What the task asks → Go over the lines below, and when one contains the word "independent", copy it.

[Dataset — start]

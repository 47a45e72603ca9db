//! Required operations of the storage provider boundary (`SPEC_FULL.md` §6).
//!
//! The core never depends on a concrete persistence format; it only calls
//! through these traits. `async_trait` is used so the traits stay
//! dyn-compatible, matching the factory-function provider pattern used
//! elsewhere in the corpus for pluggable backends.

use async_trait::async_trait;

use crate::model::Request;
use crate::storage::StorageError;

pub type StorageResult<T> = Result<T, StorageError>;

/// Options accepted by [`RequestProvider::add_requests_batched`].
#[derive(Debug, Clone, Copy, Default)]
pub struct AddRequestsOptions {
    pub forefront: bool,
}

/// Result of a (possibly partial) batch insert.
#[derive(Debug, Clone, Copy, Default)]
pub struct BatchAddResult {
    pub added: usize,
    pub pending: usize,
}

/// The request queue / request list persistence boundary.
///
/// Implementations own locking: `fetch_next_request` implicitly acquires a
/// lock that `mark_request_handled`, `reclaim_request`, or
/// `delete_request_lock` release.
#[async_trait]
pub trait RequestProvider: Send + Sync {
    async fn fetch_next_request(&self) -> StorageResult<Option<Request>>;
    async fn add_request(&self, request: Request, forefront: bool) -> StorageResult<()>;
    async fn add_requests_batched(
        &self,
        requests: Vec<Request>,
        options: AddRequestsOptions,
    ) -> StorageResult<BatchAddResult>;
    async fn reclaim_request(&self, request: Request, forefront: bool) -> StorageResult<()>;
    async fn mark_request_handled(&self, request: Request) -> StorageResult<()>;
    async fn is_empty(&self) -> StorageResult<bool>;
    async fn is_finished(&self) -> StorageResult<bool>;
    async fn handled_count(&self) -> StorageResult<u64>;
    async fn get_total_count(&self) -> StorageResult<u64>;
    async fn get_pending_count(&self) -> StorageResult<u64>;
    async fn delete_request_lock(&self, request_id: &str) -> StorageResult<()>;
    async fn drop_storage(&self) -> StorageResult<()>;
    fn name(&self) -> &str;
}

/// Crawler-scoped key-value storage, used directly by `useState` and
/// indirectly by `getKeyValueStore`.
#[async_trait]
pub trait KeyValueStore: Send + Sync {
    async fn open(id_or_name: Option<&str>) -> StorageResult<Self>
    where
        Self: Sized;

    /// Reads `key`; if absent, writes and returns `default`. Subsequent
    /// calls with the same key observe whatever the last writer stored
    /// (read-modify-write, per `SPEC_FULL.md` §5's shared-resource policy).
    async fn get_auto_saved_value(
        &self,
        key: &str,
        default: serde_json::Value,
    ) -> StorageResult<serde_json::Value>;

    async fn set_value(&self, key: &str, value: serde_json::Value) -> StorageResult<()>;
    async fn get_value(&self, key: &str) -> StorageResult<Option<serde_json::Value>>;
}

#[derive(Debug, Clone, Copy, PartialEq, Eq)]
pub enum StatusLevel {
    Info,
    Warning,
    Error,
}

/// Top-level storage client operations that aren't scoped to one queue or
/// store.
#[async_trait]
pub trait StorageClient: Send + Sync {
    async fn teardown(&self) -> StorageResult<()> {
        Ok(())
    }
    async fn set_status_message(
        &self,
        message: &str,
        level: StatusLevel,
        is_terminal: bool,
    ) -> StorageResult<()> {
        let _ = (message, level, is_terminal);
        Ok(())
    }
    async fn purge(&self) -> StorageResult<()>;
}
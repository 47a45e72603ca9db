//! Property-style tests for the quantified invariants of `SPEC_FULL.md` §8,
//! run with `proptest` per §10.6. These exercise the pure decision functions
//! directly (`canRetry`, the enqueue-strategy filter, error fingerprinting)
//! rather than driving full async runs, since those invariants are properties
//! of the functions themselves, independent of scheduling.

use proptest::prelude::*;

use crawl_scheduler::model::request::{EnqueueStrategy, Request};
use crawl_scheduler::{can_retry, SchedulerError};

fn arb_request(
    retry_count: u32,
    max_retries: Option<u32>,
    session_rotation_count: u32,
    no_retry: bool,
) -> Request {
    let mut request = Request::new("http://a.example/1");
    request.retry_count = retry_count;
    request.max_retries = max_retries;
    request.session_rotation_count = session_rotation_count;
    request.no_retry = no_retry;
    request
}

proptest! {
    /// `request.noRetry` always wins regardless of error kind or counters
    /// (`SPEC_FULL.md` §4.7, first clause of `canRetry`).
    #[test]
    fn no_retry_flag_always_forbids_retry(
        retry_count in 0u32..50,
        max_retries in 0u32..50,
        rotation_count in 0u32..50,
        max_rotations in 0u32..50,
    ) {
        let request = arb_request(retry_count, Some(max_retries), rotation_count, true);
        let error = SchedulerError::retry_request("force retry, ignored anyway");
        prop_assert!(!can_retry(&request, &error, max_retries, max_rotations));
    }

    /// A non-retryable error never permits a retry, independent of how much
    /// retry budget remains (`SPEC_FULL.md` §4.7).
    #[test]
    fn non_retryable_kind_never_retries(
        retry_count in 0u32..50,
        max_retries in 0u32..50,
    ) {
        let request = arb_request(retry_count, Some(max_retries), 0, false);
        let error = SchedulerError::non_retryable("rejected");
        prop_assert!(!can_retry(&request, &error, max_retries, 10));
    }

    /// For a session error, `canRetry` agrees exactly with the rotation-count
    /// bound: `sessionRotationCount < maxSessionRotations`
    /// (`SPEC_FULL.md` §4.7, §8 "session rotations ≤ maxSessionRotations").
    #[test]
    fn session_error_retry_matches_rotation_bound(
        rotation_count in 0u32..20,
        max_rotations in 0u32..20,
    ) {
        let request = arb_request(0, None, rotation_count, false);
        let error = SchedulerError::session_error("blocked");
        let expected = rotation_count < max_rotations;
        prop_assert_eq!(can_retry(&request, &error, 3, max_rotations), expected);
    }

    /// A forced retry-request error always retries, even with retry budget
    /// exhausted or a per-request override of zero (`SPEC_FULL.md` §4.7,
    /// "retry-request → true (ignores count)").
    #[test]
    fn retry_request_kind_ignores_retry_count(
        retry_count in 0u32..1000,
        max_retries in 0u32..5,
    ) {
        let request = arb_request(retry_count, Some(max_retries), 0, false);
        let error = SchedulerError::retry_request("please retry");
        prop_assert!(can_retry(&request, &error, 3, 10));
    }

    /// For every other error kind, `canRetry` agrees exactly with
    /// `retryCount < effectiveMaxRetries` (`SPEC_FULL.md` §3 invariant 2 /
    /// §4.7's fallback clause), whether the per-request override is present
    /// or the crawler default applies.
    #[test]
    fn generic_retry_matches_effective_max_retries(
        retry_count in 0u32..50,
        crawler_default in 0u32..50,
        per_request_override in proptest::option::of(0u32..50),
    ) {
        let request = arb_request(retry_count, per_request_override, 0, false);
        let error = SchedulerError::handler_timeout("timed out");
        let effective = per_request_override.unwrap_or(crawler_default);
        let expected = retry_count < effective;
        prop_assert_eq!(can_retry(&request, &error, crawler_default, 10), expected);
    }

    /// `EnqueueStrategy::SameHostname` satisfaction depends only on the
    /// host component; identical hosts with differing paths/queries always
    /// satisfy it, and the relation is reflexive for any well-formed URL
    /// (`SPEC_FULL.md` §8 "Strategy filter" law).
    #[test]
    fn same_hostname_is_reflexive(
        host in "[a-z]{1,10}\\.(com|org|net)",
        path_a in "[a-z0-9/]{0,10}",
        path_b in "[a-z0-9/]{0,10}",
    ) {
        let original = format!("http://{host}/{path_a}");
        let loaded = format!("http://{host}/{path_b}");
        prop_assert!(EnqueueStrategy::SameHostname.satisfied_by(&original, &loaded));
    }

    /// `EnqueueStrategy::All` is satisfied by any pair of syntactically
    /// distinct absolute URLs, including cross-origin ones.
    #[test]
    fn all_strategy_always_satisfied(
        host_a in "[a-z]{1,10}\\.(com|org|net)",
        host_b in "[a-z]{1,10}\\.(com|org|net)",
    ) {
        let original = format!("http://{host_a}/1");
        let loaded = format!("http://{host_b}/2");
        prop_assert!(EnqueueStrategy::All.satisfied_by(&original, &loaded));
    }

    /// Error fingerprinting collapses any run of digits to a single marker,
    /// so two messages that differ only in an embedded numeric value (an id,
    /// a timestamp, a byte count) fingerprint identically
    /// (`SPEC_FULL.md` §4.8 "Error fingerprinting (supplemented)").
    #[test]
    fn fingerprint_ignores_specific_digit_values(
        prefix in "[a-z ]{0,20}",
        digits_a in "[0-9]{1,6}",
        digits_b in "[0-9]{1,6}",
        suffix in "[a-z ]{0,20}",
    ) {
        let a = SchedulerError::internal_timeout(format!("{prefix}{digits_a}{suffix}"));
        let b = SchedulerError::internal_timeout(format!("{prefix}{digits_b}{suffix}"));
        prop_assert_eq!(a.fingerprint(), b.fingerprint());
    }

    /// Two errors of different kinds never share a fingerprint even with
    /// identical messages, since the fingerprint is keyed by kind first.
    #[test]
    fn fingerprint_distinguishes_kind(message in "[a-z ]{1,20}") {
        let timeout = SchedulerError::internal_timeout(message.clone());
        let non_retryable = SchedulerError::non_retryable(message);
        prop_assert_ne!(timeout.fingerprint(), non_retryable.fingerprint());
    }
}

[Dataset — finish]

Finished exercise →
//! of the functions themselves, independent of scheduling.
    /// A non-retryable error never permits a retry, independent of how much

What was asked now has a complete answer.